Mountains & Clouds

by JHF on October 9, 2008 · 0 comments

in Earth, Garden of Eden, Nature, New Mexico

Man, I can’t get enough of this stuff.

Something in me has always been fascinated with the place where solid and vapor meet. (Watching smoke in a sunny room is pretty groovy, too.) It has to do with how the atmosphere flows, I guess, and the revelatory aspect of the invisible made visible. The image below is cropped and blown up from a larger photo to get some detail on the white clouds streaming over the tree tops. They must have condensed right after the rain and snow: there’s a little white stuff at the top, above the yellow aspens.

Current flowing from left to right

Some version of this shot will probably end up on FotoFeed next week. I took so many great pictures in that last hour of light on Sunday… But speaking of this image, if you do take a look at the last few days of FotoFeed — say, today’s photo and then go back a few — you can actually map out and follow the cold, damp river of air that’s blowing from left to right by seeing where these low clouds are going. In fact, in yesterday’s picture, some of this same surface condensation is being whipped over the peak, where the wind velocity is much stronger.

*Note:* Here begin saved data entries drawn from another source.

//! Environment-backed configuration.
//!
//! Every setting has a default. Override with `LADDER_*` environment variables.

pub mod error;


pub use error::ConfigError;

use std::env;
use std::net::IpAddr;
use std::path::PathBuf;
use std::str::FromStr;
use std::time::Duration;

use crate::background::{DEFAULT_QUEUE_CAPACITY, DEFAULT_WORKERS};
use crate::cache::MokaAnswerCache;
use crate::constants::{ENTITY_TTL, LEADERBOARD_TTL, RANK_TTL};
use crate::lock::KeyedLocks;
use crate::service::{DEFAULT_CACHE_TIMEOUT, DEFAULT_STORE_TIMEOUT, ServiceConfig};

/// Server configuration loaded from environment variables.
///
/// Use [`Config::from_env`] to read `LADDER_*` overrides on top of defaults.
#[derive(Debug, Clone)]
pub struct Config {
    /// HTTP server port. Default: `8080`.
    pub port: u16,

    /// IP address to bind to. Default: `127.0.0.1`.
    pub bind_addr: IpAddr,

    /// Snapshot file for the score store. `None` keeps scores in memory only.
    pub snapshot_path: Option<PathBuf>,

    /// Max entries in the answer cache. Default: `100_000`.
    pub cache_capacity: u64,

    pub entity_ttl: Duration,
    pub rank_ttl: Duration,
    pub leaderboard_ttl: Duration,

    /// Deadline for each score store call. Default: 2s.
    pub store_timeout: Duration,

    /// Deadline for each answer cache call. Default: 250ms.
    pub cache_timeout: Duration,

    pub lock_shards: usize,
    pub queue_capacity: usize,
    pub queue_workers: usize,

    /// Correct ranks of ties split across a page boundary. Default: `true`.
    pub exact_page_boundaries: bool,

    /// Demo entities inserted at startup. Default: `0`.
    pub seed_entities: u32,
}

impl Default for Config {
    fn default() -> Self {
        Self {
            port: 8080,
            bind_addr: IpAddr::V4(std::net::Ipv4Addr::new(127, 0, 0, 1)),
            snapshot_path: None,
            cache_capacity: MokaAnswerCache::DEFAULT_CAPACITY,
            entity_ttl: ENTITY_TTL,
            rank_ttl: RANK_TTL,
            leaderboard_ttl: LEADERBOARD_TTL,
            store_timeout: DEFAULT_STORE_TIMEOUT,
            cache_timeout: DEFAULT_CACHE_TIMEOUT,
            lock_shards: KeyedLocks::DEFAULT_SHARDS,
            queue_capacity: DEFAULT_QUEUE_CAPACITY,
            queue_workers: DEFAULT_WORKERS,
            exact_page_boundaries: true,
            seed_entities: 0,
        }
    }
}

impl Config {
    const ENV_PORT: &'static str = "LADDER_PORT";
    const ENV_BIND_ADDR: &'static str = "LADDER_BIND_ADDR";
    const ENV_SNAPSHOT_PATH: &'static str = "LADDER_SNAPSHOT_PATH";
    const ENV_CACHE_CAPACITY: &'static str = "LADDER_CACHE_CAPACITY";
    const ENV_ENTITY_TTL_SECS: &'static str = "LADDER_ENTITY_TTL_SECS";
    const ENV_RANK_TTL_SECS: &'static str = "LADDER_RANK_TTL_SECS";
    const ENV_LEADERBOARD_TTL_SECS: &'static str = "LADDER_LEADERBOARD_TTL_SECS";
    const ENV_STORE_TIMEOUT_MS: &'static str = "LADDER_STORE_TIMEOUT_MS";
    const ENV_CACHE_TIMEOUT_MS: &'static str = "LADDER_CACHE_TIMEOUT_MS";
    const ENV_LOCK_SHARDS: &'static str = "LADDER_LOCK_SHARDS";
    const ENV_QUEUE_CAPACITY: &'static str = "LADDER_QUEUE_CAPACITY";
    const ENV_QUEUE_WORKERS: &'static str = "LADDER_QUEUE_WORKERS";
    const ENV_EXACT_PAGE_BOUNDARIES: &'static str = "LADDER_EXACT_PAGE_BOUNDARIES";
    const ENV_SEED_ENTITIES: &'static str = "LADDER_SEED_ENTITIES";

    /// Loads configuration from environment variables (falling back to defaults).
    pub fn from_env() -> Result<Self, ConfigError> {
        let defaults = Self::default();

        Ok(Self {
            port: Self::parse_port_from_env(defaults.port)?,
            bind_addr: Self::parse_bind_addr_from_env(defaults.bind_addr)?,
            snapshot_path: Self::parse_optional_path_from_env(Self::ENV_SNAPSHOT_PATH),
            cache_capacity: Self::parse_from_env(
                Self::ENV_CACHE_CAPACITY,
                defaults.cache_capacity,
            )?,
            entity_ttl: Self::parse_secs_from_env(Self::ENV_ENTITY_TTL_SECS, defaults.entity_ttl)?,
            rank_ttl: Self::parse_secs_from_env(Self::ENV_RANK_TTL_SECS, defaults.rank_ttl)?,
            leaderboard_ttl: Self::parse_secs_from_env(
                Self::ENV_LEADERBOARD_TTL_SECS,
                defaults.leaderboard_ttl,
            )?,
            store_timeout: Self::parse_millis_from_env(
                Self::ENV_STORE_TIMEOUT_MS,
                defaults.store_timeout,
            )?,
            cache_timeout: Self::parse_millis_from_env(
                Self::ENV_CACHE_TIMEOUT_MS,
                defaults.cache_timeout,
            )?,
            lock_shards: Self::parse_from_env(Self::ENV_LOCK_SHARDS, defaults.lock_shards)?,
            queue_capacity: Self::parse_from_env(
                Self::ENV_QUEUE_CAPACITY,
                defaults.queue_capacity,
            )?,
            queue_workers: Self::parse_from_env(Self::ENV_QUEUE_WORKERS, defaults.queue_workers)?,
            exact_page_boundaries: Self::parse_bool_from_env(
                Self::ENV_EXACT_PAGE_BOUNDARIES,
                defaults.exact_page_boundaries,
            )?,
            seed_entities: Self::parse_from_env(Self::ENV_SEED_ENTITIES, defaults.seed_entities)?,
        })
    }

    /// Validates basic invariants (does not touch the snapshot file).
    pub fn validate(&self) -> Result<(), ConfigError> {
        let positive = [
            (Self::ENV_CACHE_CAPACITY, self.cache_capacity == 0),
            (Self::ENV_LOCK_SHARDS, self.lock_shards == 0),
            (Self::ENV_QUEUE_CAPACITY, self.queue_capacity == 0),
            (Self::ENV_QUEUE_WORKERS, self.queue_workers == 0),
            (Self::ENV_STORE_TIMEOUT_MS, self.store_timeout.is_zero()),
            (Self::ENV_CACHE_TIMEOUT_MS, self.cache_timeout.is_zero()),
        ];
        if let Some((name, _)) = positive.into_iter().find(|(_, zero)| *zero) {
            return Err(ConfigError::ZeroValue { name });
        }

        if let Some(ref path) = self.snapshot_path
            && path.is_dir()
        {
            return Err(ConfigError::IsADirectory { path: path.clone() });
        }

        Ok(())
    }

    /// Returns `"{bind_addr}:{port}"` (useful for logging/binding).
    pub fn socket_addr(&self) -> String {
        format!("{}:{}", self.bind_addr, self.port)
    }

    /// Rank service tunables derived from this configuration.
    pub fn service_config(&self) -> ServiceConfig {
        ServiceConfig {
            entity_ttl: self.entity_ttl,
            rank_ttl: self.rank_ttl,
            leaderboard_ttl: self.leaderboard_ttl,
            store_timeout: self.store_timeout,
            cache_timeout: self.cache_timeout,
            lock_shards: self.lock_shards,
            queue_capacity: self.queue_capacity,
            queue_workers: self.queue_workers,
            exact_page_boundaries: self.exact_page_boundaries,
        }
    }

    fn parse_port_from_env(default: u16) -> Result<u16, ConfigError> {
        match env::var(Self::ENV_PORT) {
            Ok(value) => {
                let port: u16 = value.parse().map_err(|e| ConfigError::PortParseError {
                    value: value.clone(),
                    source: e,
                })?;

                if port == 0 {
                    return Err(ConfigError::InvalidPort { value });
                }

                Ok(port)
            }
            Err(_) => Ok(default),
        }
    }

    fn parse_bind_addr_from_env(default: IpAddr) -> Result<IpAddr, ConfigError> {
        match env::var(Self::ENV_BIND_ADDR) {
            Ok(value) => value
                .parse()
                .map_err(|e| ConfigError::InvalidBindAddr { value, source: e }),
            Err(_) => Ok(default),
        }
    }

    fn parse_optional_path_from_env(var_name: &str) -> Option<PathBuf> {
        env::var(var_name)
            .ok()
            .map(|v| v.trim().to_string())
            .filter(|v| !v.is_empty())
            .map(PathBuf::from)
    }

    fn parse_from_env<T>(var_name: &'static str, default: T) -> Result<T, ConfigError>
    where
        T: FromStr,
        T::Err: std::fmt::Display,
    {
        match env::var(var_name) {
            Ok(value) => value
                .trim()
                .parse()
                .map_err(|e: T::Err| ConfigError::InvalidValue {
                    name: var_name,
                    value: value.clone(),
                    reason: e.to_string(),
                }),
            Err(_) => Ok(default),
        }
    }

    fn parse_secs_from_env(
        var_name: &'static str,
        default: Duration,
    ) -> Result<Duration, ConfigError> {
        Self::parse_from_env(var_name, default.as_secs()).map(Duration::from_secs)
    }

    fn parse_millis_from_env(
        var_name: &'static str,
        default: Duration,
    ) -> Result<Duration, ConfigError> {
        Self::parse_from_env(var_name, default.as_millis() as u64).map(Duration::from_millis)
    }

    fn parse_bool_from_env(var_name: &'static str, default: bool) -> Result<bool, ConfigError> {
        match env::var(var_name) {
            Ok(value) => match value.trim().to_ascii_lowercase().as_str() {
                "1" | "true" | "yes" | "on" => Ok(true),
                "0" | "false" | "no" | "off" => Ok(false),
                _ => Err(ConfigError::InvalidValue {
                    name: var_name,
                    value,
                    reason: "expected true or false".to_string(),
                }),
            },
            Err(_) => Ok(default),
        }
    }
}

I can do this all day, watch this motion. In the summer the wind blows clouds down along the tops of the Sangre de Cristos until they get to Llano Quemado and Picuris Peak beyond. Here the main current of air appears to form a giant eddy, where one can watch huge clouds slowly moving in what appear to be opposite directions at the same altitude. They’re really going in a spiral though, and I have sat outside transfixed, watching these same clouds evaporate rapidly and disappear before my eyes as they circle in the fierce sun and 10 percent humidity.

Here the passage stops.